A unique project which encourages youngsters to respect and care for the environment has received £11,000 from the Glasgow Airport FlightPath Fund.

The Tree Amigos project will educate 150 pupils from five primary schools in communities around the airport about a range of issues including climate change and carbon footprints.

Glasgow Airport has now supported the project, which was created by Trees4Scotland, through its FlightPath Fund for three years.

Tree Amigos chequeAngus Crabbie, who founded Trees4Scotland in 2008, received the cheque from Archie Hunter, chairman of the FlightPath Fund, and Amanda McMillan, managing director of Glasgow Airport, at an event in Renfrew Town Hall to celebrate the success of the Fund, which was launched in 2010.

Angus will continue to work with the schools that have been involved in the project over the last 12 months, providing an opportunity to enhance the pupils’ understanding of the environment and issues like climate change.

They are Killermont Primary, Bearsden, Our Holy Redeemer Primary, Clydebank, Whitecrook Primary, Clydebank, St Claire’s Primary, Drumchapel, and Rashielea Primary, Erskine.

The first phase of the programme sees Angus visit each school for an introductory workshop, at which they discuss a range of issues and the importance of taking an active interest in protecting the environment.

Each pupil receives an information pack and the schools work through a series of mini projects in their own time to build up the pupils’ knowledge.

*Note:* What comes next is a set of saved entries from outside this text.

// Copyright 2025 eraflo
//
// Licensed under the Apache License, Version 2.0 (the "License");
// you may not use this file except in compliance with the License.
// You may obtain a copy of the License at
//
//     http://www.apache.org/licenses/LICENSE-2.0
//
// Unless required by applicable law or agreed to in writing, software
// distributed under the License is distributed on an "AS IS" BASIS,
// WITHOUT WARRANTIES OR CONDITIONS OF ANY KIND, either express or implied.
// See the License for the specific language governing permissions and
// limitations under the License.

//! Accumulates what modules report about themselves.

use modgov_core::{ModuleId, ModuleStats};
use std::collections::{BTreeMap, HashMap};
use std::sync::{Arc, Mutex, PoisonError, RwLock};

#[derive(Debug, Default)]
struct MethodTotals {
    calls: u64,
    total_ms: f64,
}

#[derive(Debug, Default)]
struct ModuleCounters {
    methods: BTreeMap<String, MethodTotals>,
    errors: u64,
    warnings: u64,
    cpu_fraction: f64,
    memory_bytes: u64,
}

/// Thread-safe recorder of per-module calls, errors, warnings and resource usage.
///
/// Totals are cumulative until [`ModuleStatsRecorder::reset`] is called for a
/// module, which is what a module reset does.
#[derive(Debug, Default)]
pub struct ModuleStatsRecorder {
    modules: RwLock<HashMap<ModuleId, Arc<Mutex<ModuleCounters>>>>,
}

impl ModuleStatsRecorder {
    /// Creates an empty recorder.
    pub fn new() -> Self {
        Self::default()
    }

    /// Records one call of `method` that took `millis`.
    pub fn record_call(&self, module: &ModuleId, method: &str, millis: f64) {
        let counters = self.counters(module);
        let mut counters = counters.lock().unwrap_or_else(PoisonError::into_inner);
        let totals = counters.methods.entry(method.to_owned()).or_default();
        totals.calls += 1;
        totals.total_ms += millis.max(0.0);
    }

    /// Records an error raised by the module.
    pub fn record_error(&self, module: &ModuleId) {
        self.counters(module)
            .lock()
            .unwrap_or_else(PoisonError::into_inner)
            .errors += 1;
    }

    /// Records a warning raised by the module.
    pub fn record_warning(&self, module: &ModuleId) {
        self.counters(module)
            .lock()
            .unwrap_or_else(PoisonError::into_inner)
            .warnings += 1;
    }

    /// Sets the resources currently attributed to the module.
    pub fn set_resource_usage(&self, module: &ModuleId, cpu_fraction: f64, memory_bytes: u64) {
        let counters = self.counters(module);
        let mut counters = counters.lock().unwrap_or_else(PoisonError::into_inner);
        counters.cpu_fraction = cpu_fraction.clamp(0.0, 1.0);
        counters.memory_bytes = memory_bytes;
    }

    /// Forgets everything recorded for the module.
    pub fn reset(&self, module: &ModuleId) {
        if let Some(counters) = self
            .modules
            .read()
            .unwrap_or_else(PoisonError::into_inner)
            .get(module)
        {
            *counters.lock().unwrap_or_else(PoisonError::into_inner) = ModuleCounters::default();
        }
    }

    /// Current statistics of the module. Unknown modules report zeros.
    pub fn stats(&self, module: &ModuleId) -> ModuleStats {
        let Some(counters) = self
            .modules
            .read()
            .unwrap_or_else(PoisonError::into_inner)
            .get(module)
            .cloned()
        else {
            return ModuleStats::default();
        };
        let counters = counters.lock().unwrap_or_else(PoisonError::into_inner);

        let (calls, total_ms) = counters
            .methods
            .values()
            .fold((0u64, 0.0f64), |(c, t), m| (c + m.calls, t + m.total_ms));
        let method_times = counters
            .methods
            .iter()
            .filter(|(_, m)| m.calls > 0)
            .map(|(name, m)| (name.clone(), m.total_ms / m.calls as f64))
            .collect();

        ModuleStats {
            avg_response_time_ms: if calls == 0 { 0.0 } else { total_ms / calls as f64 },
            cpu_fraction: counters.cpu_fraction,
            memory_bytes: counters.memory_bytes,
            error_count: counters.errors,
            warning_count: counters.warnings,
            method_times,
        }
    }

    fn counters(&self, module: &ModuleId) -> Arc<Mutex<ModuleCounters>> {
        if let Some(existing) = self
            .modules
            .read()
            .unwrap_or_else(PoisonError::into_inner)
            .get(module)
        {
            return Arc::clone(existing);
        }
        let mut modules = self.modules.write().unwrap_or_else(PoisonError::into_inner);
        Arc::clone(modules.entry(module.clone()).or_default())
    }
}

It culminates in a field trip to Teaghlach Wood in Perthshire, where each school plants 75 trees.

Angus Crabbie said: “The support of Glasgow Airport has been invaluable in getting the Tree Amigos project off the ground. We have now had more than 1,000 children take part and it has been so successful that parts of it have been integrated into the Curriculum for Excellence.

Archie Hunter said: “Tree Amigos is a fantastic idea and it is exactly the type of project we are keen to support through the FlightPath Fund. It is innovative and constantly evolving, with tangible benefits for the communities around the airport. The focus is both educational and environmental, and the importance of teaching our younger generations about nature cannot be overstated.”

Amanda McMillan said: “As one of the largest businesses and employers in the West of Scotland it is important that we take our responsibility seriously by supporting the communities we serve. Since the FlightPath Fund was established in 2010 it has grown in stature and continues to attract an increasing number and diverse range of applications from community groups and charities.”